The upshot of all this is that online sales are here to stay and will continue to strengthen long after COVID has vanished from our shores. But what are the consequences for retailers?
Online sales are universal – there is no such thing as a ‘local’ online market for commodity goods. Important questions, therefore, arise in relation to enhanced online commerce: Will bricks-and-mortar stores become dinosaurs? Will profit margins for generic products like trade tools become eroded as customers filter and compare prices nationally, are customers less likely to remain loyal to a business if it is online?
Trade tools sold via the retail hardware sector, which is characterised by a small concentration of retail and buying groups, are more protected from some of the above dangers than other sectors. Exclusivity is the name of the game, which is why merchants of generic items prefer to eliminate rivals (as far as is practicable) by controlling full distribution channels for specific lines. If a large retailer is the only provider of a certain product, then they control its pricing and availability both in-store and online. Obviously, from a retailer’s perspective, it makes sense to prioritise unique brands and lines of tools that are unavailable elsewhere and, therefore, will not be subject to self-defeating discounting wars with rivals.

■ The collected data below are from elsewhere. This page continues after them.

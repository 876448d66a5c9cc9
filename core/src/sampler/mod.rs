//! Host-side sampler types.
//!
//! Provides [`SamplerDesc`] along with the [`FilterMode`] and [`AddressMode`]
//! enums shared between host and device code.

mod types;

pub use types::{AddressMode, FilterMode, SamplerDesc};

Additional prerequisites for strong online sales relate to quality, reliability, honourable corporate values and social interactions, as well as virtues like Australian Made production, locally meaningful warranties, etc. Uniqueness and associated market appeal shift the focus of loyalty from the retailer to the product. If a customer likes a certain tool, which ‘ticks all the boxes’ as a good purchase and is only available from a single merchant, then the issue of ‘customer loyalty’ no longer applies.
As for bricks-and-mortar relevance to future markets, when it comes to trade tools there are always motivations to attend a store in person, namely the immediate acquisition of tools for current jobs, the flexibility to make purchases ‘on demand’ rather than have to anticipate requirements with online purchases, saving money by dispensing with delivery charges, as well as a host of more personal reasons: the pleasure of discovering new tool ranges, handling products to gauge weight and quality, assessing opportunities to negotiate price reductions (you cannot haggle with a computer!), and maintaining social interactions with suppliers and merchants.
These are all powerful reasons for purchasing trade tools in person in a store, and grounds for optimism for bricks-and-mortar retailers who are in the process of supplementing their businesses with online sales.